Prompt: Lift every line from the entries that includes the word "level".

Task input:
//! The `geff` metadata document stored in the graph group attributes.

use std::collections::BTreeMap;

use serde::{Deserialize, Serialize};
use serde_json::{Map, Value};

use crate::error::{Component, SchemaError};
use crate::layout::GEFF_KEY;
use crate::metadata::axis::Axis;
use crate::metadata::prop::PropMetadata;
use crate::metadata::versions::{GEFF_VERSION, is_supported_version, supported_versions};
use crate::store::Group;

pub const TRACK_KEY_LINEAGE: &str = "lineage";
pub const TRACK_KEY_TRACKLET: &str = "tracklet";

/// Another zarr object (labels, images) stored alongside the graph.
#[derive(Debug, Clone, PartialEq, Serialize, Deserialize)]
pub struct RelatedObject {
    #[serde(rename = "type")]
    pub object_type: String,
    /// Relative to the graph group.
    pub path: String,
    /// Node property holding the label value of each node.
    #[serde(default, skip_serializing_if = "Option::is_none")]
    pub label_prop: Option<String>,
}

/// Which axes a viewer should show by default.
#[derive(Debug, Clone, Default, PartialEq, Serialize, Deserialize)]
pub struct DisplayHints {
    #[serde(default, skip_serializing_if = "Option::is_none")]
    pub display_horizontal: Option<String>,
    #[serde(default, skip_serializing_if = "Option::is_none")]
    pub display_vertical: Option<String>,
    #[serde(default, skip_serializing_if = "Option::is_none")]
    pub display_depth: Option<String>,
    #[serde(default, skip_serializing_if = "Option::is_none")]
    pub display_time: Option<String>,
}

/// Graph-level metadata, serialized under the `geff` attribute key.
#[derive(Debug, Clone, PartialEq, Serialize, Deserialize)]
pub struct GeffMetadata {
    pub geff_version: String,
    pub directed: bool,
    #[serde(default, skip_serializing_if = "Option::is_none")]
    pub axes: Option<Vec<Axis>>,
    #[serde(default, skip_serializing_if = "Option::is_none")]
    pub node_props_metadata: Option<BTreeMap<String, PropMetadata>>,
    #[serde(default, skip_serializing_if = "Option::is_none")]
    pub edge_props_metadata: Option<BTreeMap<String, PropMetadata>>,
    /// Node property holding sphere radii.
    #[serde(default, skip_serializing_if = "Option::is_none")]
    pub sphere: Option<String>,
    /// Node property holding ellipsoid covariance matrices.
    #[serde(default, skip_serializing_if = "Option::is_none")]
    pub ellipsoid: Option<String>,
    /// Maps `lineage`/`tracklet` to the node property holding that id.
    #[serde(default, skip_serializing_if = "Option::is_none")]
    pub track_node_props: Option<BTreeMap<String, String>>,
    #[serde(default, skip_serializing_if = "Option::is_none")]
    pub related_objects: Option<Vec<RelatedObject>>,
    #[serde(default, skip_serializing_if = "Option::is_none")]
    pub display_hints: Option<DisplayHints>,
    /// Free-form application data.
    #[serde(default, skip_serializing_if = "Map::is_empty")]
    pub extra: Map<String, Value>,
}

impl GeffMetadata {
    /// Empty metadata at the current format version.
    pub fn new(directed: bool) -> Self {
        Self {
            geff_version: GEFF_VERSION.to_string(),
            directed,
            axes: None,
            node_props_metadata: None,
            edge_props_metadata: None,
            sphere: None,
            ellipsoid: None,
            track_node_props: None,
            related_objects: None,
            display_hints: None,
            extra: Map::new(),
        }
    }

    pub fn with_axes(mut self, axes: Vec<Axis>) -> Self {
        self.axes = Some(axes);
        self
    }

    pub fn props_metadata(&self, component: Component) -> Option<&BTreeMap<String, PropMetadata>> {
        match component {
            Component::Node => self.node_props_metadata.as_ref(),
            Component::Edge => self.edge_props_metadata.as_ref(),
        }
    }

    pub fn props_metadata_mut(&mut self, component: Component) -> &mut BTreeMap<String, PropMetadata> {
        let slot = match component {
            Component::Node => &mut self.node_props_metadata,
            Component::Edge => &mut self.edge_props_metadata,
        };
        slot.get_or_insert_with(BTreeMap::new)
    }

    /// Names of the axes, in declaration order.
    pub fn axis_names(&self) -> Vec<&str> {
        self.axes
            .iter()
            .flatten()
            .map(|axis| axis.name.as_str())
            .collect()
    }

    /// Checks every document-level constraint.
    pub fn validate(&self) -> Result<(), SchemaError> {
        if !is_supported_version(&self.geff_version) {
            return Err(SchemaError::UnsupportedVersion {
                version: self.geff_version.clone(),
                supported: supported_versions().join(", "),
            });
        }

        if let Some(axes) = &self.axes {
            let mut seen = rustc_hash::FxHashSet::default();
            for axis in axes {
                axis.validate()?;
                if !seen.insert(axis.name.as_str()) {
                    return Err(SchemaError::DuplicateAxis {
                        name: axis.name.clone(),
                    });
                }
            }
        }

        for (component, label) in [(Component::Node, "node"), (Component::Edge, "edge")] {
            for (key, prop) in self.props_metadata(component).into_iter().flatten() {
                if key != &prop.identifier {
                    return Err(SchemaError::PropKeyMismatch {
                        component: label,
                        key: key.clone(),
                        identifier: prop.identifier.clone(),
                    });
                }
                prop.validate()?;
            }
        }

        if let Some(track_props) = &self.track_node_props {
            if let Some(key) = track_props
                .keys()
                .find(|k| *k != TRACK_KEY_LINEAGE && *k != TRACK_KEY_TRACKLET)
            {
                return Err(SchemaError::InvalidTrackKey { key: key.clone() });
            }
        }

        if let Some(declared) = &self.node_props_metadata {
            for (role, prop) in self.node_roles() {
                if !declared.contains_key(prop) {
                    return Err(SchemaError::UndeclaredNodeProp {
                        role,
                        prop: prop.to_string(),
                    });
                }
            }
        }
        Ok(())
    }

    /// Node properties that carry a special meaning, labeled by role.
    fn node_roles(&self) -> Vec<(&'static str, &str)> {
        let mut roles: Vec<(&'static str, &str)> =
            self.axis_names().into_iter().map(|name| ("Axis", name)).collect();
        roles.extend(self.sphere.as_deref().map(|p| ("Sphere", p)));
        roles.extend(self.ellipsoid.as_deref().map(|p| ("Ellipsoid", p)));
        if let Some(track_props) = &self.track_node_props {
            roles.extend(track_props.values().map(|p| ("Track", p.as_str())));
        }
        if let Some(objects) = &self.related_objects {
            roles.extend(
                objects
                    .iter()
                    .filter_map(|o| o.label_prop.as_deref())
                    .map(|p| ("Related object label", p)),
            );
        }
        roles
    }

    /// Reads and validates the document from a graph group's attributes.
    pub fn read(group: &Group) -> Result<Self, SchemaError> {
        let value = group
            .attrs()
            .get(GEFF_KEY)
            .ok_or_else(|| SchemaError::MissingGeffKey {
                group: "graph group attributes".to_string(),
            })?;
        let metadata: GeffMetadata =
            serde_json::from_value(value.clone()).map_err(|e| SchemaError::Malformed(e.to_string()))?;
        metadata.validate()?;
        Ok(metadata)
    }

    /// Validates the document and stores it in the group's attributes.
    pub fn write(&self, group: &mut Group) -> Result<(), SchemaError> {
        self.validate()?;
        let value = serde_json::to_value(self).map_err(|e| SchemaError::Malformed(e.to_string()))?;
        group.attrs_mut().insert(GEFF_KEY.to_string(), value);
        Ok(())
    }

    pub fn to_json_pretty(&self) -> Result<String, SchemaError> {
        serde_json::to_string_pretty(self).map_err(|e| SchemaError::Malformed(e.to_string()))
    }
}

Expected answer:
/// Graph-level metadata, serialized under the `geff` attribute key.
    /// Checks every document-level constraint.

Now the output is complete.